That’s when I found Taoism and it made a lot of sense, ’cause it made no sense at all. This dude Lao Tzu was the original RZA writing cryptic shit you brought your own meaning to with mad double entendres and metaphysical language. For the same reasons I liked hip-hop, I liked the Tao Te Ching. You didn’t pray to anyone, you didn’t submit to anyone, and it was what you needed it to be. It wasn’t a religion, it was a philosophy. As basic as it seems now, that’s when I flipped the script and stopped reading anything religious. There isn’t a God in the sky that pulls the string. I told myself that there is something bigger than us but that it was egotistical and presumptuous to personify what that was. No one knows what’s on the other side, but I read anything and everything if it was founded on things we actually knew. I wanted to trade in reality and save up for the unknown. Maybe we die and we don’t take anything with us, but if there is a human spirit, wouldn’t the intangible things be the ones we get to keep? My memories, my knowledge, my know-how, my soul. All that shit, I didn’t know where it’d go, but whether it came with me or not, I listened to Nas and “stayed chiseled.”

Around this time, I turned sixteen. I was excited because I wanted to get a whip. Every weekend, I worked at Cattleman’s with Warren and Ben and was trying to get my dad to help me with a down payment on this used BMW Hatchback from 1990. It was only $20K and I could make the payments if he held me down on the down payment. I wasn’t totally confident it would happen; in fact, for two years I hadn’t gotten shit for my birthday, not even a cake, because my mom said I was a “bad kid.” That I understood, but I hoped they’d help with the car because I needed to get around.

The day of my birthday, my dad pulls up at home with a brand-new Benz SLK, the hard-roof drop-top roadster Benzo, the first year it came out. My heart sank. I knew that shit wasn’t for me.

“You like my new car?”

“Yeah, it’s cool … Does this mean you’re not helping me with the down payment?”

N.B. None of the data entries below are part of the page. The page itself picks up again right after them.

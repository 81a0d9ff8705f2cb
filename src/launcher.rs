// SPDX-License-Identifier: GPL-3.0-or-later
// src/launcher.rs
//
// Startup: pick files, group them into windows and spawn extra windows.

use std::path::{Path, PathBuf};
use std::process::{Command, Stdio};

use crate::app::document::is_pdf;
use crate::app::document::portable::Toolset;
use crate::constant::IMAGE_EXTENSIONS;
use crate::fl;

/// What `main` should do after startup checks.
#[derive(Debug, PartialEq, Eq)]
pub enum Launch {
    /// One file list per window. Never empty.
    Run(Vec<Vec<PathBuf>>),
    /// Nothing to show.
    Exit(i32),
}

/// Split the command line into images and PDFs, keeping their order.
pub fn split_files(files: &[PathBuf]) -> (Vec<PathBuf>, Vec<PathBuf>) {
    files.iter().cloned().partition(|path| !is_pdf(path))
}

/// All images share one window; every PDF gets its own.
pub fn group_sessions(images: Vec<PathBuf>, pdfs: Vec<PathBuf>) -> Vec<Vec<PathBuf>> {
    let mut sessions = Vec::with_capacity(pdfs.len() + 1);
    if !images.is_empty() {
        sessions.push(images);
    }
    sessions.extend(pdfs.into_iter().map(|pdf| vec![pdf]));
    sessions
}

/// Windows to open for `files`, and how many PDFs had to be left out.
///
/// PDFs are dropped when poppler is missing; with nothing left the
/// viewer exits with status 1.
pub fn plan_launch(files: &[PathBuf], tools: &Toolset) -> (Launch, usize) {
    let (images, mut pdfs) = split_files(files);
    let mut dropped = 0;
    if !pdfs.is_empty() && !tools.poppler {
        dropped = pdfs.len();
        pdfs.clear();
        if images.is_empty() {
            return (Launch::Exit(1), dropped);
        }
    }
    (Launch::Run(group_sessions(images, pdfs)), dropped)
}

/// Decide which windows to open, asking the user when needed.
pub fn sessions(files: Vec<PathBuf>, tools: &Toolset) -> Launch {
    let files = if files.is_empty() {
        match pick_files() {
            Some(files) => files,
            None => {
                log::info!("open dialog cancelled");
                return Launch::Exit(0);
            }
        }
    } else {
        files
    };

    let (launch, dropped) = plan_launch(&files, tools);
    if dropped > 0 {
        log::error!("pdfinfo not found, skipping {dropped} PDF file(s)");
        show_poppler_missing();
    }
    launch
}

/// Filters of the open dialog, in the order they are offered.
fn dialog_filters() -> Vec<(String, Vec<&'static str>)> {
    let mut supported = vec!["pdf"];
    supported.extend_from_slice(IMAGE_EXTENSIONS);

    vec![
        (fl!("filter-supported"), supported),
        (fl!("filter-images"), IMAGE_EXTENSIONS.to_vec()),
        (fl!("filter-pdf"), vec!["pdf"]),
        (fl!("filter-all"), vec!["*"]),
    ]
}

fn pick_files() -> Option<Vec<PathBuf>> {
    dialog_filters()
        .into_iter()
        .fold(
            rfd::FileDialog::new().set_title(fl!("open-dialog-title")),
            |dialog, (name, extensions)| dialog.add_filter(name, extensions.as_slice()),
        )
        .pick_files()
        .filter(|files| !files.is_empty())
}

fn show_poppler_missing() {
    rfd::MessageDialog::new()
        .set_level(rfd::MessageLevel::Error)
        .set_title(fl!("poppler-missing-title"))
        .set_description(fl!("poppler-missing-body"))
        .set_buttons(rfd::MessageButtons::Ok)
        .show();
}

/// Start another viewer process for one window's files.
///
/// The child is left running on its own.
pub fn spawn_window(files: &[PathBuf]) -> anyhow::Result<()> {
    let exe = std::env::current_exe()?;
    Command::new(exe)
        .arg("--")
        .args(files.iter().map(PathBuf::as_path).map(Path::as_os_str))
        .stdin(Stdio::null())
        .spawn()?;
    Ok(())
}

#[cfg(test)]
mod tests {
    use super::*;

    fn paths(names: &[&str]) -> Vec<PathBuf> {
        names.iter().map(PathBuf::from).collect()
    }

    #[test]
    fn split_keeps_order_and_ignores_case() {
        let (images, pdfs) = split_files(&paths(&["a.png", "b.PDF", "c.jpg", "d.pdf"]));
        assert_eq!(images, paths(&["a.png", "c.jpg"]));
        assert_eq!(pdfs, paths(&["b.PDF", "d.pdf"]));
    }

    #[test]
    fn images_share_a_window_and_pdfs_do_not() {
        let sessions = group_sessions(paths(&["a.png", "b.gif"]), paths(&["x.pdf", "y.pdf"]));
        assert_eq!(
            sessions,
            vec![paths(&["a.png", "b.gif"]), paths(&["x.pdf"]), paths(&["y.pdf"])]
        );
    }

    #[test]
    fn pdfs_only_open_one_window_each() {
        let sessions = group_sessions(Vec::new(), paths(&["x.pdf"]));
        assert_eq!(sessions, vec![paths(&["x.pdf"])]);
    }

    const NO_POPPLER: Toolset = Toolset {
        poppler: false,
        mutool: false,
    };

    #[test]
    fn pdfs_without_poppler_fall_back_to_images() {
        let (launch, dropped) = plan_launch(&paths(&["a.pdf", "b.png", "c.PDF"]), &NO_POPPLER);

        assert_eq!(launch, Launch::Run(vec![paths(&["b.png"])]));
        assert_eq!(dropped, 2);
    }

    #[test]
    fn only_pdfs_without_poppler_exit_with_failure() {
        let (launch, dropped) = plan_launch(&paths(&["a.pdf"]), &NO_POPPLER);

        assert_eq!(launch, Launch::Exit(1));
        assert_eq!(dropped, 1);
    }

    #[test]
    fn pdfs_with_poppler_are_kept() {
        let tools = Toolset {
            poppler: true,
            ..NO_POPPLER
        };
        let (launch, dropped) = plan_launch(&paths(&["a.pdf", "b.png"]), &tools);

        assert_eq!(
            launch,
            Launch::Run(vec![paths(&["b.png"]), paths(&["a.pdf"])])
        );
        assert_eq!(dropped, 0);
    }

    #[test]
    fn open_dialog_offers_every_filter() {
        let filters = dialog_filters();
        let names: Vec<&str> = filters.iter().map(|(name, _)| name.as_str()).collect();

        assert_eq!(
            names,
            ["All Supported Files", "Image Files", "PDF Files", "All Files"]
        );
        assert_eq!(filters[0].1.len(), IMAGE_EXTENSIONS.len() + 1);
        assert_eq!(filters[3].1, vec!["*"]);
    }

    #[test]
    fn poppler_dialog_names_the_package() {
        assert_eq!(fl!("poppler-missing-title"), "poppler-tools not found");
        assert_eq!(
            fl!("poppler-missing-body"),
            "The package 'poppler-tools' is required for viewing PDF files, but it is not found."
        );
    }

    #[test]
    fn images_alone_never_ask_about_poppler() {
        let launch = sessions(paths(&["a.png"]), &NO_POPPLER);
        assert_eq!(launch, Launch::Run(vec![paths(&["a.png"])]));
    }
}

“No money, I just bought this car.”

What a dick. I understood him not helping me with the down payment, but he didn’t have to pull up on my birthday with a new Benz for himself. I didn’t understand. Even my mom and Emery thought it was kind of fucked-up. I mean, there’s stuntin’ and then there’s that. Looking back, I wish I never made a fuss because what happened after was worse. I should have just accepted that most kids don’t get cars. It’s one of those suburban privilege moments that I’ll be embarrassed about forever: feeling entitled to a car.

I made a stink about it so that weekend, he agreed to go to the used car lot and at least go look at the Bimmer hatchback with me. That’s when he went over the top.

“Fine, you can have the Benz.”

“But I don’t want the Benz.”

“You don’t even have your license yet and can’t drive for another six months anyway! We’ll just call it your car.”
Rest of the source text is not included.